Obviously, New Jersey's senior senator, a key player in the Democratic Party's fund raising efforts, will be vital to the presidential campaigns of fellow Senators John Kerry and Hillary Clinton. It is for this reason that Democrat James Traficant is in jail and why Torricelli is not.
There is little media competition in New Jersey - the newspapers and the state's TV station are all biased favoring Democrats. Morris County in Northern New Jersey is generally associated with northeast liberalism, but is in fact a strong enclave of Republican conservatism. New Jersey's left-leaning liberal news-reporting monopoly targets this foreign outpost for destruction. The Gannett-swallowed Morris County Daily Record, formerly a conservative newspaper, was acquired when its former owners sold out to focus on their current publication effort, New Jersey Monthly magazine.

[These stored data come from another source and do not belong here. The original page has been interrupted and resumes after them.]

//! Textual command recognition.

use strum::Display;
use tracing::instrument;

/// A recognized bot command.
#[derive(Debug, Clone, Copy, PartialEq, Eq, Hash, Display)]
#[strum(serialize_all = "lowercase")]
pub enum Command {
    /// Start a game (`new`, `n`).
    New,
    /// Join the open group game (`join`, `j`).
    Join,
    /// Abort the open group game (`abort`, `a`).
    Abort,
    /// Reserved, no behavior.
    Start,
    /// Reserved, no behavior.
    Stop,
}

impl Command {
    fn from_token(token: &str) -> Option<Self> {
        match token {
            "new" | "n" => Some(Self::New),
            "join" | "j" => Some(Self::Join),
            "abort" | "a" => Some(Self::Abort),
            "start" => Some(Self::Start),
            "stop" => Some(Self::Stop),
            _ => None,
        }
    }
}

/// Classification of an inbound text.
#[derive(Debug, Clone, PartialEq, Eq)]
pub enum ParsedText {
    /// A command meant for this bot.
    Command(Command),
    /// Slash-prefixed text that is not a known command.
    UnknownCommand(String),
    /// A command explicitly addressed to another bot.
    NotForMe,
    /// Plain text, possibly a move.
    Text,
}

/// Parses commands of the form `/name[@botname] [args...]` or a bare
/// `name[@botname]`, ignoring case.
#[derive(Debug, Clone)]
pub struct CommandParser {
    bot_username: String,
}

impl CommandParser {
    /// Creates a parser accepting `@bot_username` suffixes.
    #[instrument]
    pub fn new(bot_username: &str) -> Self {
        Self {
            bot_username: bot_username.trim_start_matches('@').to_lowercase(),
        }
    }

    /// Classifies `text`.
    ///
    /// A slash command may carry trailing words, which are ignored. Without
    /// the slash the whole text must be the command, so ordinary chatter that
    /// merely starts with a command word stays [`ParsedText::Text`].
    #[instrument(skip(self))]
    pub fn parse(&self, text: &str) -> ParsedText {
        let mut words = text.split_whitespace();
        let Some(word) = words.next() else {
            return ParsedText::Text;
        };
        let word = word.to_lowercase();
        let slashed = word.starts_with('/');
        if !slashed && words.next().is_some() {
            return ParsedText::Text;
        }
        let word = word.trim_start_matches('/');

        let (name, addressee) = match word.split_once('@') {
            Some((name, addressee)) => (name, Some(addressee)),
            None => (word, None),
        };

        if let Some(addressee) = addressee
            && addressee != self.bot_username
        {
            return if slashed {
                ParsedText::NotForMe
            } else {
                ParsedText::Text
            };
        }

        match Command::from_token(name) {
            Some(command) => ParsedText::Command(command),
            None if slashed => ParsedText::UnknownCommand(name.to_string()),
            None => ParsedText::Text,
        }
    }
}

/// Help shown for unrecognized commands in private chats.
pub const HELP_TEXT: &str = "Commands: /new to start a game (against me in private, \
or open one in a group), /join to join a group game, /abort to cancel the group game you opened. \
Moves: rock, paper or scissors (r, p, s).";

Prior to the June primaries, the FBI raided the office of Essex County Executive James Treffinger, considered the shoo-in Republican challenger to Torricelli. Attacking Republicans with a column entitled "'Rats' can sometimes aid the cause of justice," the Daily Record's Opinion Editor, Fred Snowflack, tried to make the case that Republicans were "rats" for being judgmental towards Torricelli for his alleged transgressions even though a Clinton appointee had "exonerated" him. Treffinger withdrew from the primary and healthcare businessman Doug Forrester won the election and is Torricelli's challenger.
Needless to say, Snowflack and the Daily Record are doing damage control for Torricelli. Here is Snowflack's rendition of reality, citing recent poll results as opposed to common sense: "According to the Quinnipiac University poll, each candidate drew the support of 37 percent of those polled. Nineteen percent were undecided, and the rest - about 7 percent - didn't seem to care. The results were interpreted as a setback for the senator, who led Forrester by 8 percentage points in June."

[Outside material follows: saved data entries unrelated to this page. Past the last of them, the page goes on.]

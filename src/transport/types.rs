//! Platform-neutral message types.

use derive_getters::Getters;
use derive_new::new;

/// Opaque user identifier assigned by the transport.
pub type UserId = i64;

/// Opaque chat identifier assigned by the transport.
pub type ChatId = i64;

/// Kind of chat a message arrived in.
#[derive(Debug, Clone, Copy, PartialEq, Eq, Hash)]
pub enum ChatKind {
    /// One-to-one chat between a user and the bot.
    Private,
    /// Group chat with several members.
    Group,
}

/// A chat user as seen by the bot.
#[derive(Debug, Clone, PartialEq, Eq, Hash, Getters, new)]
pub struct Participant {
    /// User ID.
    id: UserId,
    /// Name used when announcing results.
    display_name: String,
}

/// One inbound message from the transport.
#[derive(Debug, Clone, PartialEq, Eq, Getters, new)]
pub struct InboundMessage {
    /// Transport message ID, used only for logging.
    message_id: i64,
    /// Sender.
    from: Participant,
    /// Chat the message was posted in.
    chat: ChatId,
    /// Private or group chat.
    kind: ChatKind,
    /// Text content; `None` for stickers, photos and other non-text messages.
    text: Option<String>,
}

impl InboundMessage {
    /// Returns `true` if the message arrived in a private chat.
    pub fn is_private(&self) -> bool {
        self.kind == ChatKind::Private
    }
}

/// Identity of the bot account.
#[derive(Debug, Clone, PartialEq, Eq, Getters, new)]
pub struct BotIdentity {
    /// Bot user ID.
    id: UserId,
    /// Bot username without the leading `@`.
    username: String,
}
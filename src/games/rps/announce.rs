//! Human-readable result messages.

use super::rules::evaluate;
use super::types::{Choice, Outcome};
use tracing::instrument;

/// Formats a two-player result, e.g. `"C chose rock, D chose scissors: C wins"`.
///
/// Argument order only affects phrasing.
#[instrument]
pub fn format_result(first: &str, first_choice: Choice, second: &str, second_choice: Choice) -> String {
    let verdict = match evaluate(first_choice, second_choice) {
        Outcome::Tie => "tie".to_string(),
        Outcome::FirstWins => format!("{first} wins"),
        Outcome::SecondWins => format!("{second} wins"),
    };
    format!("{first} chose {first_choice}, {second} chose {second_choice}: {verdict}")
}

/// Formats the result of a game against the bot, addressed to the player.
#[instrument]
pub fn format_solo_result(bot_choice: Choice, player_choice: Choice) -> String {
    let verdict = match evaluate(bot_choice, player_choice) {
        Outcome::Tie => "tie",
        Outcome::FirstWins => "the bot wins",
        Outcome::SecondWins => "you win",
    };
    format!("The bot chose {bot_choice}, you chose {player_choice}: {verdict}")
}
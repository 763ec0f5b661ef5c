pub mod lexeme;
pub mod lexer;
pub mod parser;
pub mod pipeline;
pub mod scanner;
pub mod source;
pub mod token;
pub mod token_type;

pub use scanner::Scanner;
pub use source::{SourceError, SourceFile, Span};
pub use token::Token;
pub use token_type::{Bracket, Keyword, LiteralKind, Operator, Symbol, TokenType};
pub use lexer::{LexError, Lexer, tokenize};
pub use parser::{ParseError, ParseResult, Parser, TokenMatcher};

Why is Snowflack concentrating on poll numbers this early? He continues: "But were the results really that bad for Torricelli? The poll followed by about a week the senator's highly publicized reprimand. That action and all the subplots were played out for voters."
Check out Snowflack's rationalization: "The senator's bizarre lack of judgment was front and center. Here is a guy who risked his entire career for what? A television set? Jewelry? How ridiculous."
Taking bribes is a "lack of judgment?" And what precisely is "ridiculous?" Is it Torricelli's actions that are ridiculous, his foolishness in accepting bribes or his "bizarre" lapse of memory in reporting these as required by law? What Snowflack wants judged as ridiculous is anyone who sees wrongdoing on the part of his liberal senator.
Snowflack continues his blizzard: "Then, we saw Torricelli rush to the floor of the Senate and do two things: accept his punishment but deny that he did anything wrong." Amazing! What precisely was his punishment? Has anyone as yet figured this out so that they can share that horror with the rest of us? And how many other senators were in the senate chamber when Torricelli "rushed to the floor to accept his punishment?" I heard there were only three other senators there at the time.
As Snowflack covered for Torricelli, surprisingly the State's largest liberal paper, the Newark Star-Ledger, editorialized as follows on the same day: "After the Senate concluded that he did receive secret gifts from a wealthy donor, despite his table-thumping denials, he issued a fake apology that included no admission of wrongdoing. He is continuing to stonewall by refusing to ask the Senate ethics committee to release his testimony and by blocking the release of court documents that summarize accusations against him. And while neglecting to sit down with reporters to discuss this scandal in detail, he is busy sending out press releases that try to blame his Republican opponent, Doug Forrester, for the high cost of prescription drugs."
The Star-Ledger ends its editorial: "National pundits who have never gotten off the Turnpike during their trips between Washington and Manhattan tell us that New Jersey voters don't care much about ethics and will shrug this off. They seem to think we are a state of 8 million Tony Sopranos. And Torricelli is acting like a man who thinks they are right." ***
© 2002 Ted Lang Publications
COPYRIGHT © 2002 BY THE AMERICAN PARTISAN. All writers retain rights to their work.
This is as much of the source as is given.